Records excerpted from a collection
* * * * *
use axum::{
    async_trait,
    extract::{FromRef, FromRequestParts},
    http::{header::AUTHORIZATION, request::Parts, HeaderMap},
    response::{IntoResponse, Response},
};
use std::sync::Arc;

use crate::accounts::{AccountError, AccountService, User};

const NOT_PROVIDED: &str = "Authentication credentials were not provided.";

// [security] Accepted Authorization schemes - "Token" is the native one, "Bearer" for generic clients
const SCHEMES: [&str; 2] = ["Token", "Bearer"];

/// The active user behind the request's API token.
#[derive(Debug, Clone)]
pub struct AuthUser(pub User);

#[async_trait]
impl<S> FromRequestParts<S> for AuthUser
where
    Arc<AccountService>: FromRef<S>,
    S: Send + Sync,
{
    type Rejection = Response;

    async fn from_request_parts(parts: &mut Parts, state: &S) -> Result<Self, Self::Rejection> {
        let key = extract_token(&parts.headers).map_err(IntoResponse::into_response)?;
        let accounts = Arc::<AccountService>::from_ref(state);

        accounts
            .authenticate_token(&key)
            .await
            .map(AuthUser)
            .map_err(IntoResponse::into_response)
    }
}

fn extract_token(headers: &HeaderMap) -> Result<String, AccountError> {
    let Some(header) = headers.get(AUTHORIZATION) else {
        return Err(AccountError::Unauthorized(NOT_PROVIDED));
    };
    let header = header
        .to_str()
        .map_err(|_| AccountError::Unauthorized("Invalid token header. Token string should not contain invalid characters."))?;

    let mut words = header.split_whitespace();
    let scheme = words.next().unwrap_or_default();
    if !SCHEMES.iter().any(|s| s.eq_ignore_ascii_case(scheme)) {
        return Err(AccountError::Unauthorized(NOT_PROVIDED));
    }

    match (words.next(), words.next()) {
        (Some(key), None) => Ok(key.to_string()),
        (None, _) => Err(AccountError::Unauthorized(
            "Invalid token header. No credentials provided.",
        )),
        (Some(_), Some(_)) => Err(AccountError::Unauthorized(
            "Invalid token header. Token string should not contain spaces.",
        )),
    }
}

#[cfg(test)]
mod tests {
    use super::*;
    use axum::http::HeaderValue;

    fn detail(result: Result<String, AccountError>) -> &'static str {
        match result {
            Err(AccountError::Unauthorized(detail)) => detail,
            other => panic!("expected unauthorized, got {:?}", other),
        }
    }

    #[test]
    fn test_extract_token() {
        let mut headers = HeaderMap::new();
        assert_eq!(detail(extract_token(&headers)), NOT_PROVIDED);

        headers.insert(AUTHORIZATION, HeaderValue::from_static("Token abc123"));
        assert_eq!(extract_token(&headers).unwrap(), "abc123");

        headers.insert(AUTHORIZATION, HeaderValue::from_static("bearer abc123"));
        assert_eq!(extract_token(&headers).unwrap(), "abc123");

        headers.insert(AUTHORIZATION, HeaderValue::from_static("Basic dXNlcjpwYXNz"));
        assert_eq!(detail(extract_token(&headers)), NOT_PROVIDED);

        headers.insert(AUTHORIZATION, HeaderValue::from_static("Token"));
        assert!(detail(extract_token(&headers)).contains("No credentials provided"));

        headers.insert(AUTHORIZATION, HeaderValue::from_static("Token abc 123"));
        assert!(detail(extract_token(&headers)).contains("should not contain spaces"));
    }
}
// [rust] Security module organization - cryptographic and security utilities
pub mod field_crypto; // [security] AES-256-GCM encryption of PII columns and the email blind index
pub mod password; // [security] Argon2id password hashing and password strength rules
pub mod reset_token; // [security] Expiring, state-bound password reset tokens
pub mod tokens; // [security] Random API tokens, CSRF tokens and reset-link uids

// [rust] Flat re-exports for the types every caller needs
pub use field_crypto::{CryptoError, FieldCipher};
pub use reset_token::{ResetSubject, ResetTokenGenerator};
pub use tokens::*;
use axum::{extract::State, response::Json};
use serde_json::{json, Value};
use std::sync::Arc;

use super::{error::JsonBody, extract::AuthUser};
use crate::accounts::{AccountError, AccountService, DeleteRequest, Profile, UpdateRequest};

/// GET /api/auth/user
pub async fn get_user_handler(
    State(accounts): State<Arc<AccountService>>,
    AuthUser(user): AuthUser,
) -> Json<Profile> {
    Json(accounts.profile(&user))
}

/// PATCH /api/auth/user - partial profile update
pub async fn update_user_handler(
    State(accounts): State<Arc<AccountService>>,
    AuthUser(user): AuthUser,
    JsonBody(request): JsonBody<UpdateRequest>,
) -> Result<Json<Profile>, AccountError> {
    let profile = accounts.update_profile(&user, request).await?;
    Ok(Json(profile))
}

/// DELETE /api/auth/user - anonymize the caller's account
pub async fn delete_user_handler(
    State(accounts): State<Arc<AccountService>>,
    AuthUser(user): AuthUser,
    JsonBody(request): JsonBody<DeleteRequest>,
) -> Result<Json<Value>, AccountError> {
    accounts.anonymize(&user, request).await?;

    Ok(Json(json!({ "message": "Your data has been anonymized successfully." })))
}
* * * * *
■ **What you need to do**
All of the data above needs to be written out again, exactly.

■ **Solution to the problem**
use axum::{
    async_trait,
    extract::{FromRef, FromRequestParts},
    http::{header::AUTHORIZATION, request::Parts, HeaderMap},
    response::{IntoResponse, Response},
};
use std::sync::Arc;

use crate::accounts::{AccountError, AccountService, User};

const NOT_PROVIDED: &str = "Authentication credentials were not provided.";

// [security] Accepted Authorization schemes - "Token" is the native one, "Bearer" for generic clients
const SCHEMES: [&str; 2] = ["Token", "Bearer"];

/// The active user behind the request's API token.
#[derive(Debug, Clone)]
pub struct AuthUser(pub User);

#[async_trait]
impl<S> FromRequestParts<S> for AuthUser
where
    Arc<AccountService>: FromRef<S>,
    S: Send + Sync,
{
    type Rejection = Response;

    async fn from_request_parts(parts: &mut Parts, state: &S) -> Result<Self, Self::Rejection> {
        let key = extract_token(&parts.headers).map_err(IntoResponse::into_response)?;
        let accounts = Arc::<AccountService>::from_ref(state);

        accounts
            .authenticate_token(&key)
            .await
            .map(AuthUser)
            .map_err(IntoResponse::into_response)
    }
}

fn extract_token(headers: &HeaderMap) -> Result<String, AccountError> {
    let Some(header) = headers.get(AUTHORIZATION) else {
        return Err(AccountError::Unauthorized(NOT_PROVIDED));
    };
    let header = header
        .to_str()
        .map_err(|_| AccountError::Unauthorized("Invalid token header. Token string should not contain invalid characters."))?;

    let mut words = header.split_whitespace();
    let scheme = words.next().unwrap_or_default();
    if !SCHEMES.iter().any(|s| s.eq_ignore_ascii_case(scheme)) {
        return Err(AccountError::Unauthorized(NOT_PROVIDED));
    }

    match (words.next(), words.next()) {
        (Some(key), None) => Ok(key.to_string()),
        (None, _) => Err(AccountError::Unauthorized(
            "Invalid token header. No credentials provided.",
        )),
        (Some(_), Some(_)) => Err(AccountError::Unauthorized(
            "Invalid token header. Token string should not contain spaces.",
        )),
    }
}

#[cfg(test)]
mod tests {
    use super::*;
    use axum::http::HeaderValue;

    fn detail(result: Result<String, AccountError>) -> &'static str {
        match result {
            Err(AccountError::Unauthorized(detail)) => detail,
            other => panic!("expected unauthorized, got {:?}", other),
        }
    }

    #[test]
    fn test_extract_token() {
        let mut headers = HeaderMap::new();
        assert_eq!(detail(extract_token(&headers)), NOT_PROVIDED);

        headers.insert(AUTHORIZATION, HeaderValue::from_static("Token abc123"));
        assert_eq!(extract_token(&headers).unwrap(), "abc123");

        headers.insert(AUTHORIZATION, HeaderValue::from_static("bearer abc123"));
        assert_eq!(extract_token(&headers).unwrap(), "abc123");

        headers.insert(AUTHORIZATION, HeaderValue::from_static("Basic dXNlcjpwYXNz"));
        assert_eq!(detail(extract_token(&headers)), NOT_PROVIDED);

        headers.insert(AUTHORIZATION, HeaderValue::from_static("Token"));
        assert!(detail(extract_token(&headers)).contains("No credentials provided"));

        headers.insert(AUTHORIZATION, HeaderValue::from_static("Token abc 123"));
        assert!(detail(extract_token(&headers)).contains("should not contain spaces"));
    }
}
// [rust] Security module organization - cryptographic and security utilities
pub mod field_crypto; // [security] AES-256-GCM encryption of PII columns and the email blind index
pub mod password; // [security] Argon2id password hashing and password strength rules
pub mod reset_token; // [security] Expiring, state-bound password reset tokens
pub mod tokens; // [security] Random API tokens, CSRF tokens and reset-link uids

// [rust] Flat re-exports for the types every caller needs
pub use field_crypto::{CryptoError, FieldCipher};
pub use reset_token::{ResetSubject, ResetTokenGenerator};
pub use tokens::*;
use axum::{extract::State, response::Json};
use serde_json::{json, Value};
use std::sync::Arc;

use super::{error::JsonBody, extract::AuthUser};
use crate::accounts::{AccountError, AccountService, DeleteRequest, Profile, UpdateRequest};

/// GET /api/auth/user
pub async fn get_user_handler(
    State(accounts): State<Arc<AccountService>>,
    AuthUser(user): AuthUser,
) -> Json<Profile> {
    Json(accounts.profile(&user))
}

/// PATCH /api/auth/user - partial profile update
pub async fn update_user_handler(
    State(accounts): State<Arc<AccountService>>,
    AuthUser(user): AuthUser,
    JsonBody(request): JsonBody<UpdateRequest>,
) -> Result<Json<Profile>, AccountError> {
    let profile = accounts.update_profile(&user, request).await?;
    Ok(Json(profile))
}

/// DELETE /api/auth/user - anonymize the caller's account
pub async fn delete_user_handler(
    State(accounts): State<Arc<AccountService>>,
    AuthUser(user): AuthUser,
    JsonBody(request): JsonBody<DeleteRequest>,
) -> Result<Json<Value>, AccountError> {
    accounts.anonymize(&user, request).await?;

    Ok(Json(json!({ "message": "Your data has been anonymized successfully." })))
}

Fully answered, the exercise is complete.